_Problem requirements_
Across the listing, how many lines contain "PathBuf"? The reply is the number alone.
BEGIN Data in this exercise
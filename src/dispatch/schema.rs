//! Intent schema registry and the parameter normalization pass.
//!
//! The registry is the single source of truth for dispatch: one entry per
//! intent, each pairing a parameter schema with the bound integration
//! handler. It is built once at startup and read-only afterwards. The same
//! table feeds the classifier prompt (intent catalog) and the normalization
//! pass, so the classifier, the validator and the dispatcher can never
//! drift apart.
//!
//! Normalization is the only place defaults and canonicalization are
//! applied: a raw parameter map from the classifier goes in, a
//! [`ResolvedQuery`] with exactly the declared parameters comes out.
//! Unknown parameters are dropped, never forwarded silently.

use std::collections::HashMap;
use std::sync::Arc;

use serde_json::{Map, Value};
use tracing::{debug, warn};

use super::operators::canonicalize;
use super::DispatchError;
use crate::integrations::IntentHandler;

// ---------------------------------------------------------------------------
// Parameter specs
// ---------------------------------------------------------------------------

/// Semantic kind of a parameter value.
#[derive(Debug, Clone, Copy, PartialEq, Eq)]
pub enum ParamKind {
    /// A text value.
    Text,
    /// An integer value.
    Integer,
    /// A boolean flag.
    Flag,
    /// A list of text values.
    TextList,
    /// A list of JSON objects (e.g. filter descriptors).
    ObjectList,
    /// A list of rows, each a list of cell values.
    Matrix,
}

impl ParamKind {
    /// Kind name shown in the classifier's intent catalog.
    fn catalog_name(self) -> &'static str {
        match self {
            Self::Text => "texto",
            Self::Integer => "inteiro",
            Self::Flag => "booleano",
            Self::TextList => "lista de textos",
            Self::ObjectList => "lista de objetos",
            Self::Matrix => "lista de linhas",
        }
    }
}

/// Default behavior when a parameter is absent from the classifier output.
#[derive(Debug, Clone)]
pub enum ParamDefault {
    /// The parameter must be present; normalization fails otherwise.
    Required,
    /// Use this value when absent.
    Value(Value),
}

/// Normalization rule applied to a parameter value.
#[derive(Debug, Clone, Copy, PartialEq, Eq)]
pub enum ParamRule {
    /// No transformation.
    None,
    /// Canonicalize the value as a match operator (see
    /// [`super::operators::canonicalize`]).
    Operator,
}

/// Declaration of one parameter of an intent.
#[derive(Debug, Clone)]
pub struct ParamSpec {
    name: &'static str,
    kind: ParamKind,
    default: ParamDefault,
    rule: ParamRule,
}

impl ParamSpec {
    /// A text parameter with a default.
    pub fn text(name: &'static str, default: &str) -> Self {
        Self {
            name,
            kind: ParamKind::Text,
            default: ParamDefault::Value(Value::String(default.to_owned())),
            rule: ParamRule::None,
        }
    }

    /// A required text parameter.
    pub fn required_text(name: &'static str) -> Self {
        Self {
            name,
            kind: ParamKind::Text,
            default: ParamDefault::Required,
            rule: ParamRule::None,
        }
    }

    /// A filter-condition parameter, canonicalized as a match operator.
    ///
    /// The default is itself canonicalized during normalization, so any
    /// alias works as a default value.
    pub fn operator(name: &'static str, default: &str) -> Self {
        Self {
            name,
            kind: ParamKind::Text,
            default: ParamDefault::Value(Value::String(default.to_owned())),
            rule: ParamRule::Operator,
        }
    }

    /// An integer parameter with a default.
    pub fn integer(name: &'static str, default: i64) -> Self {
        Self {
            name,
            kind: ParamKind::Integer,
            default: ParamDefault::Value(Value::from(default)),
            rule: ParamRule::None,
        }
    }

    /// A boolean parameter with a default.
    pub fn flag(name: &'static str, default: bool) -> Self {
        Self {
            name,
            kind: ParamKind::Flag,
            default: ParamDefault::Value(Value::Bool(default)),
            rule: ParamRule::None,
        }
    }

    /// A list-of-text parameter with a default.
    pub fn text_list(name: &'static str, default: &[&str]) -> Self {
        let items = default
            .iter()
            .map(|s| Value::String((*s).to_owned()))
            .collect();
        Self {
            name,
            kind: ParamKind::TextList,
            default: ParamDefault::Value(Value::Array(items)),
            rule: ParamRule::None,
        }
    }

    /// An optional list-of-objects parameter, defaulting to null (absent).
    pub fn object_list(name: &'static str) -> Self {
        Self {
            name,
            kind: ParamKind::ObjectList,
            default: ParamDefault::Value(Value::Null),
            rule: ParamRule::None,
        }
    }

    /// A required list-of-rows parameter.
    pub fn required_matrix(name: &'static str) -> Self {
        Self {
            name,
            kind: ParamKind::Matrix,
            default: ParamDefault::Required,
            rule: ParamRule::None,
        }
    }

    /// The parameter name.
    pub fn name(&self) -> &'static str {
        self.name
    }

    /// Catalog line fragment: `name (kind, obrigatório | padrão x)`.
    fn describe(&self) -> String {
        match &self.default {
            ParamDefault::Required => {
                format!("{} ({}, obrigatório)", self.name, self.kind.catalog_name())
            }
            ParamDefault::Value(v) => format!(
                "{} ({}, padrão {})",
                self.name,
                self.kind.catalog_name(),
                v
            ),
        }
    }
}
END Data in this exercise
BEGIN Data in this exercise
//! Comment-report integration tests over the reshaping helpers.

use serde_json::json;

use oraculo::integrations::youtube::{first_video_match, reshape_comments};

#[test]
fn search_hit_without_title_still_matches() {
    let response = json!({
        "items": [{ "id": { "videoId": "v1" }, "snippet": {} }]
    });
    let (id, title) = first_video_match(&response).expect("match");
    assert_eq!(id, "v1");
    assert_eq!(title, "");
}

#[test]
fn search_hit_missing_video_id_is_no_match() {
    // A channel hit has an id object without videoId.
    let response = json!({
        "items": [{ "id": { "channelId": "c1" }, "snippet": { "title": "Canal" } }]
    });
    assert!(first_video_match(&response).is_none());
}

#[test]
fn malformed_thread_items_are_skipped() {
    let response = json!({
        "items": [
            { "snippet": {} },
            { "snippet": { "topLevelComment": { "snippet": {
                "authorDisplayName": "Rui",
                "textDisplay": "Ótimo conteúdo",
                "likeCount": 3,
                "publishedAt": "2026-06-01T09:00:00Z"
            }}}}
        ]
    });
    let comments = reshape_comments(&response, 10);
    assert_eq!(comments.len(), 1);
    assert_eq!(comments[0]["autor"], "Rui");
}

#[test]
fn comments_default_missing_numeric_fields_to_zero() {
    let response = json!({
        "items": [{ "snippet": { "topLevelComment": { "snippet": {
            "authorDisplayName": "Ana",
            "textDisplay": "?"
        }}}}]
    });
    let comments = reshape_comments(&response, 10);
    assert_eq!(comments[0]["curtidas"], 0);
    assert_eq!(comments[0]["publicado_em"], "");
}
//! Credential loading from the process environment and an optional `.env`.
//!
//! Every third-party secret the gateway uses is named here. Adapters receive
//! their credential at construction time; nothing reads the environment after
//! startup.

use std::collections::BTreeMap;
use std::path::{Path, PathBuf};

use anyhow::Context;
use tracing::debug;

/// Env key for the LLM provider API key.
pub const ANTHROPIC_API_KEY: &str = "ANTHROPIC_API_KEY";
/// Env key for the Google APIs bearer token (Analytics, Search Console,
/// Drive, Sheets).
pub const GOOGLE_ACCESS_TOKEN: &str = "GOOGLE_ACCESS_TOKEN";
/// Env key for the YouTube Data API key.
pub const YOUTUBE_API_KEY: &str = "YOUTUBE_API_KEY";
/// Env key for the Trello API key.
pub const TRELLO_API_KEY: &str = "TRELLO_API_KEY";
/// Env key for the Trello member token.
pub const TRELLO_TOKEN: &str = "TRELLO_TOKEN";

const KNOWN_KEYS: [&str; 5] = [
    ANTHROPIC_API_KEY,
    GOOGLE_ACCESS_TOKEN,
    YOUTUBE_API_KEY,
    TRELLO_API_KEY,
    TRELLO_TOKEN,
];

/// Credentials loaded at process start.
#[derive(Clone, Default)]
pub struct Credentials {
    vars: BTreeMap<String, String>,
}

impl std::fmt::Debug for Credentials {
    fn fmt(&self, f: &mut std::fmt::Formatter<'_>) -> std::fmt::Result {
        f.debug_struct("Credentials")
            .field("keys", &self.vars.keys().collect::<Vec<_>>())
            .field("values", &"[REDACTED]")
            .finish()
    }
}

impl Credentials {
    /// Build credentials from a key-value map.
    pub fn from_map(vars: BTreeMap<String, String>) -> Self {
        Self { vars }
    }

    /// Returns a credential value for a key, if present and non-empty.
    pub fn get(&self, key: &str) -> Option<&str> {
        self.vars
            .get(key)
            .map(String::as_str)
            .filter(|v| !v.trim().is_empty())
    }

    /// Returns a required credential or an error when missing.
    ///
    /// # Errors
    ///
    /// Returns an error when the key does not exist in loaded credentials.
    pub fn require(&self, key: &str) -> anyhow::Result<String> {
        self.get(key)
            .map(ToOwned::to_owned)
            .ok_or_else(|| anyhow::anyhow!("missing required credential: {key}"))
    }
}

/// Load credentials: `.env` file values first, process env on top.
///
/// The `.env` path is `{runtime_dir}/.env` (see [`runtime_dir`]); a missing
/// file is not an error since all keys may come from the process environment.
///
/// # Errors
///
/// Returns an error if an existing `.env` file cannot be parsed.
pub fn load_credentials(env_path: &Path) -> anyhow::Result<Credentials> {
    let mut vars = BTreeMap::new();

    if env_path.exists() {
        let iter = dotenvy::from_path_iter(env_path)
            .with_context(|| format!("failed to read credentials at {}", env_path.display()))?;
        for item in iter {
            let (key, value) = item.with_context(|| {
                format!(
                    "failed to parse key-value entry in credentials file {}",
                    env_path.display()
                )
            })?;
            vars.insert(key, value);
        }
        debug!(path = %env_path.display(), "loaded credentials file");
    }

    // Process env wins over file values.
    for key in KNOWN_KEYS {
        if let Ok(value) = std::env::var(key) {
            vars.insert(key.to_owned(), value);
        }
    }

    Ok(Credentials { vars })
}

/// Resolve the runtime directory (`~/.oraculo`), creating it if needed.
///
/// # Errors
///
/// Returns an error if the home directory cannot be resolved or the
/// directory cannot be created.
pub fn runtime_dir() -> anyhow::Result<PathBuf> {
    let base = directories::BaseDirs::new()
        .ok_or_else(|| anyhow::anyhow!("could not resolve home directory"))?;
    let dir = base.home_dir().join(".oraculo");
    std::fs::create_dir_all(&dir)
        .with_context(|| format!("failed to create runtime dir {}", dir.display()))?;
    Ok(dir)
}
END Data in this exercise
_Response_
2